In the brain, the visual input travels through the intermediate region to the primary or striped visual cortex of the occipital lobe and then reaches the second visual cortex where the information is separated into streams: back pass, image size and Analysis of position, and abdominal route. Please let me recognize what we saw

Scientists have identified the structure of the brain that specializes in face, place, and text. Overall, about 30 cortical areas are involved in visual processing

The reagents used were: (i) 25 μl QSybr Green, (ii) 0.5 μl gene specific sense primer, (iii) 0.5 μl gene specific antisense primer, (iv) 75 μl H 2 O and 0 It is 5 μl cDNA. Template These reagent mixtures were added to all tubes to obtain specific genes. Samples are typically run in duplicate in a negative control containing the cDNA-free reaction mixture. Perform RT qPCR using Rotogene 6000 real time qPCR analyzer. Relative gene expression using the 2ΔCT method will be calculated using the expression of housekeeping genes HPRT - 1, HSP - 27 and HSP - 90.

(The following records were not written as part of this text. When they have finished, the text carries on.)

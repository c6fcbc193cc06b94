//! Filesystem probe: the single point where directory listings and metadata
//! queries hit the OS, and where their failures are observed.
//!
//! Probe calls may block (network mounts, cold caches), so the interactive
//! loop never calls them directly. [`FsDispatcher`] runs them on blocking
//! workers and delivers results back as [`FsEvent`]s on a channel drained by
//! the owner thread.

use std::{
    cmp, fs,
    io::{self, ErrorKind},
    path::{Path, PathBuf},
    sync::Arc,
    time::SystemTime,
};

use thiserror::Error;
use tokio::{
    runtime::{Handle, Runtime},
    sync::mpsc::{UnboundedReceiver, UnboundedSender, unbounded_channel},
};

#[derive(Debug, Clone, PartialEq, Eq, Error)]
pub enum FsError {
    #[error("permission denied: {0}")]
    PermissionDenied(PathBuf),
    #[error("no such entry: {0}")]
    NotFound(PathBuf),
    #[error("not a directory: {0}")]
    NotADirectory(PathBuf),
    #[error("not a file: {0}")]
    NotAFile(PathBuf),
    #[error("symlink loop at {0}")]
    SymlinkLoop(PathBuf),
    #[error("io error: {0}")]
    Io(String),
}

impl FsError {
    pub fn from_io(err: &io::Error, path: &Path) -> Self {
        match err.kind() {
            ErrorKind::NotFound => FsError::NotFound(path.to_path_buf()),
            ErrorKind::PermissionDenied => FsError::PermissionDenied(path.to_path_buf()),
            ErrorKind::NotADirectory => FsError::NotADirectory(path.to_path_buf()),
            _ => FsError::Io(err.to_string()),
        }
    }
}

#[derive(Debug, Clone, Copy, PartialEq, Eq)]
pub enum EntryKind {
    File,
    Directory,
    Symlink,
    Other,
}

/// Immutable snapshot of one filesystem object. Re-fetched, never patched.
#[derive(Debug, Clone, PartialEq, Eq)]
pub struct DirEntry {
    pub name: String,
    pub kind: EntryKind,
    pub hidden: bool,
    pub size: Option<u64>,
    pub modified: Option<SystemTime>,
    /// Canonical target for symlinks that resolve (one level) to a
    /// directory. Consumed by the cache's loop guard; `None` otherwise.
    pub link_target: Option<PathBuf>,
}

impl DirEntry {
    /// Whether the entry can be expanded as a directory in the tree.
    pub fn is_dir_like(&self) -> bool {
        self.kind == EntryKind::Directory || self.link_target.is_some()
    }
}

/// Result of listing one directory: its canonical path plus sorted entries.
#[derive(Debug, Clone, PartialEq, Eq)]
pub struct Listing {
    pub real_path: PathBuf,
    pub entries: Vec<DirEntry>,
}

/// One listing request issued by the node cache. The token ties the eventual
/// [`FsEvent`] back to the node state that asked for it.
#[derive(Debug, Clone, PartialEq, Eq)]
pub struct ProbeRequest {
    pub path: PathBuf,
    pub token: u64,
}

pub fn list_directory(dir: &Path) -> Result<Listing, FsError> {
    let read = fs::read_dir(dir).map_err(|err| FsError::from_io(&err, dir))?;
    let mut entries: Vec<DirEntry> = read
        .filter_map(|res| match res {
            Ok(item) => probe_entry(&item),
            Err(err) => {
                tracing::warn!("skipping entry in {}: {err}", dir.display());
                None
            }
        })
        .collect();
    sort_entries(&mut entries);
    let real_path = fs::canonicalize(dir).unwrap_or_else(|_| dir.to_path_buf());
    Ok(Listing { real_path, entries })
}

pub fn stat(path: &Path) -> Result<DirEntry, FsError> {
    let meta = fs::symlink_metadata(path).map_err(|err| FsError::from_io(&err, path))?;
    let name = path
        .file_name()
        .map(|n| n.to_string_lossy().into_owned())
        .unwrap_or_else(|| "/".into());
    let hidden = name.starts_with('.');
    if meta.is_symlink() {
        return Ok(classify_symlink(path, name, hidden));
    }
    let kind = if meta.is_dir() {
        EntryKind::Directory
    } else if meta.is_file() {
        EntryKind::File
    } else {
        EntryKind::Other
    };
    Ok(DirEntry {
        name,
        kind,
        hidden,
        size: meta.is_file().then(|| meta.len()),
        modified: meta.modified().ok(),
        link_target: None,
    })
}

fn probe_entry(item: &fs::DirEntry) -> Option<DirEntry> {
    let name = item.file_name().to_string_lossy().into_owned();
    let hidden = name.starts_with('.');
    let meta = item.metadata().ok().or_else(|| {
        // metadata() follows symlinks; a broken link still has symlink metadata
        fs::symlink_metadata(item.path()).ok()
    })?;
    let is_symlink = fs::symlink_metadata(item.path())
        .map(|m| m.is_symlink())
        .unwrap_or(false);
    if is_symlink {
        return Some(classify_symlink(&item.path(), name, hidden));
    }
    let kind = if meta.is_dir() {
        EntryKind::Directory
    } else if meta.is_file() {
        EntryKind::File
    } else {
        EntryKind::Other
    };
    Some(DirEntry {
        name,
        kind,
        hidden,
        size: meta.is_file().then(|| meta.len()),
        modified: meta.modified().ok(),
        link_target: None,
    })
}

/// Resolve a symlink one level to classify it. The target is never walked
/// recursively here; cycle prevention belongs to the node cache.
fn classify_symlink(path: &Path, name: String, hidden: bool) -> DirEntry {
    let target = fs::metadata(path).ok();
    let link_target = match &target {
        Some(meta) if meta.is_dir() => fs::canonicalize(path).ok(),
        _ => None,
    };
    DirEntry {
        name,
        kind: EntryKind::Symlink,
        hidden,
        size: target.as_ref().filter(|m| m.is_file()).map(|m| m.len()),
        modified: target.as_ref().and_then(|m| m.modified().ok()),
        link_target,
    }
}

/// Directories before files, then case-insensitive lexicographic, ties
/// broken by the original name for determinism.
pub fn sort_entries(entries: &mut [DirEntry]) {
    entries.sort_by(|a, b| match (a.is_dir_like(), b.is_dir_like()) {
        (true, false) => cmp::Ordering::Less,
        (false, true) => cmp::Ordering::Greater,
        _ => a
            .name
            .to_lowercase()
            .cmp(&b.name.to_lowercase())
            .then_with(|| a.name.cmp(&b.name)),
    });
}

/// Trait seam in front of the OS so tests can count or stub probe calls.
pub trait Probe: Send + Sync {
    fn list_directory(&self, dir: &Path) -> Result<Listing, FsError>;
    fn stat(&self, path: &Path) -> Result<DirEntry, FsError>;
}

pub struct OsProbe;

impl Probe for OsProbe {
    fn list_directory(&self, dir: &Path) -> Result<Listing, FsError> {
        list_directory(dir)
    }

    fn stat(&self, path: &Path) -> Result<DirEntry, FsError> {
        stat(path)
    }
}

#[derive(Debug)]
pub enum FsEvent {
    Listed {
        path: PathBuf,
        token: u64,
        result: Result<Listing, FsError>,
    },
}

/// Hands probe work to blocking workers and streams completions back to the
/// owner thread. Failures travel inside the event; the channel never carries
/// an `Err` of its own.
#[derive(Clone)]
pub struct FsDispatcher {
    handle: Handle,
    probe: Arc<dyn Probe>,
    event_tx: UnboundedSender<FsEvent>,
}

impl FsDispatcher {
    pub fn new(runtime: &Runtime) -> (Self, UnboundedReceiver<FsEvent>) {
        Self::with_probe(runtime, Arc::new(OsProbe))
    }

    pub fn with_probe(
        runtime: &Runtime,
        probe: Arc<dyn Probe>,
    ) -> (Self, UnboundedReceiver<FsEvent>) {
        let (event_tx, event_rx) = unbounded_channel();
        let dispatcher = Self {
            handle: runtime.handle().clone(),
            probe,
            event_tx,
        };
        (dispatcher, event_rx)
    }

    pub fn request_listing(&self, request: ProbeRequest) {
        let tx = self.event_tx.clone();
        let probe = self.probe.clone();
        self.handle.spawn_blocking(move || {
            let result = probe.list_directory(&request.path);
            tracing::debug!(
                "listed {} (token {}): {}",
                request.path.display(),
                request.token,
                if result.is_ok() { "ok" } else { "err" }
            );
            let _ = tx.send(FsEvent::Listed {
                path: request.path,
                token: request.token,
                result,
            });
        });
    }
}

#[cfg(test)]
mod tests {
    use super::*;
    use std::fs::File;
    use tempfile::TempDir;

    fn names(listing: &Listing) -> Vec<&str> {
        listing.entries.iter().map(|e| e.name.as_str()).collect()
    }

    #[test]
    fn directories_sort_before_files_case_insensitive() {
        let tmp = TempDir::new().unwrap();
        fs::create_dir(tmp.path().join("Zebra")).unwrap();
        fs::create_dir(tmp.path().join("banana")).unwrap();
        File::create(tmp.path().join("apple")).unwrap();

        let listing = list_directory(tmp.path()).unwrap();
        assert_eq!(names(&listing), vec!["banana", "Zebra", "apple"]);
    }

    #[test]
    fn sort_ties_break_on_original_case() {
        let mut entries = vec![
            DirEntry {
                name: "readme".into(),
                kind: EntryKind::File,
                hidden: false,
                size: None,
                modified: None,
                link_target: None,
            },
            DirEntry {
                name: "README".into(),
                kind: EntryKind::File,
                hidden: false,
                size: None,
                modified: None,
                link_target: None,
            },
        ];
        sort_entries(&mut entries);
        assert_eq!(entries[0].name, "README");
        assert_eq!(entries[1].name, "readme");
    }

    #[test]
    fn dotfiles_are_hidden() {
        let tmp = TempDir::new().unwrap();
        File::create(tmp.path().join(".secret")).unwrap();
        File::create(tmp.path().join("plain")).unwrap();

        let listing = list_directory(tmp.path()).unwrap();
        let hidden: Vec<bool> = listing.entries.iter().map(|e| e.hidden).collect();
        assert_eq!(names(&listing), vec![".secret", "plain"]);
        assert_eq!(hidden, vec![true, false]);
    }

    #[test]
    fn listing_a_missing_path_is_not_found() {
        let tmp = TempDir::new().unwrap();
        let gone = tmp.path().join("gone");
        assert_eq!(
            list_directory(&gone),
            Err(FsError::NotFound(gone.clone()))
        );
    }

    #[test]
    fn listing_a_file_is_not_a_directory() {
        let tmp = TempDir::new().unwrap();
        let file = tmp.path().join("plain.txt");
        File::create(&file).unwrap();
        assert_eq!(
            list_directory(&file),
            Err(FsError::NotADirectory(file.clone()))
        );
    }

    #[test]
    fn stat_reports_file_size_and_modified_time() {
        let tmp = TempDir::new().unwrap();
        let file = tmp.path().join("data.bin");
        fs::write(&file, b"12345").unwrap();
        let entry = stat(&file).unwrap();
        assert_eq!(entry.kind, EntryKind::File);
        assert_eq!(entry.size, Some(5));
        assert!(entry.modified.is_some());
    }

    #[cfg(unix)]
    #[test]
    fn symlink_to_directory_is_classified_one_level() {
        let tmp = TempDir::new().unwrap();
        fs::create_dir(tmp.path().join("real")).unwrap();
        std::os::unix::fs::symlink(tmp.path().join("real"), tmp.path().join("link")).unwrap();

        let listing = list_directory(tmp.path()).unwrap();
        let link = listing.entries.iter().find(|e| e.name == "link").unwrap();
        assert_eq!(link.kind, EntryKind::Symlink);
        assert!(link.is_dir_like());
        assert_eq!(
            link.link_target.as_deref(),
            Some(fs::canonicalize(tmp.path().join("real")).unwrap().as_path())
        );
    }
}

RT-PCR primer sets are specific for genes involved in induction and regulation of apoptotic responses. These primers are specific for genes encoding proteins from Fas and Fas ligands, Bcl-2 and ICE protein families. The RT-PCR primer set used to study the apoptotic response was designed to meet several criteria. Based on the known genomic sequence, the primer set amplifies the region spanning at least one intron. In order to distinguish between the amplification product and the longer genomic sequence than the cDNA product, the primer set amplifies a PCR product of 400 bp to 650 bp in length. Primers were synthesized as 18-27 mer oligonucleotides. Each set of primers amplifies only a specific target. (Biomedicine, 2008)

When using RAPD markers, use a single primer to obtain PCR amplification products. The product may be the result of annealing the same single primer at many different positions within the genome. An enlargement of the target position is obtained from the annealing position. Thus, amplified products of different sizes represent different positions of the genome. When "different positions" within the genome are defined as "loci", by using a single primer it is actually possible to use multiple RAPD markers at one time in a plurality of "different positions" of the genome, Locus "can be examined. Thus, RAPD and any marker can be used to generate a large number of DNA fragments (ie, an AFLP) using a single (ie ISSR marker) or a pair of primers (ie AFLP) in a single PCR reaction even from a single sample . Since DNA fragments represent different positions within the genome, they are called "multisite" markers.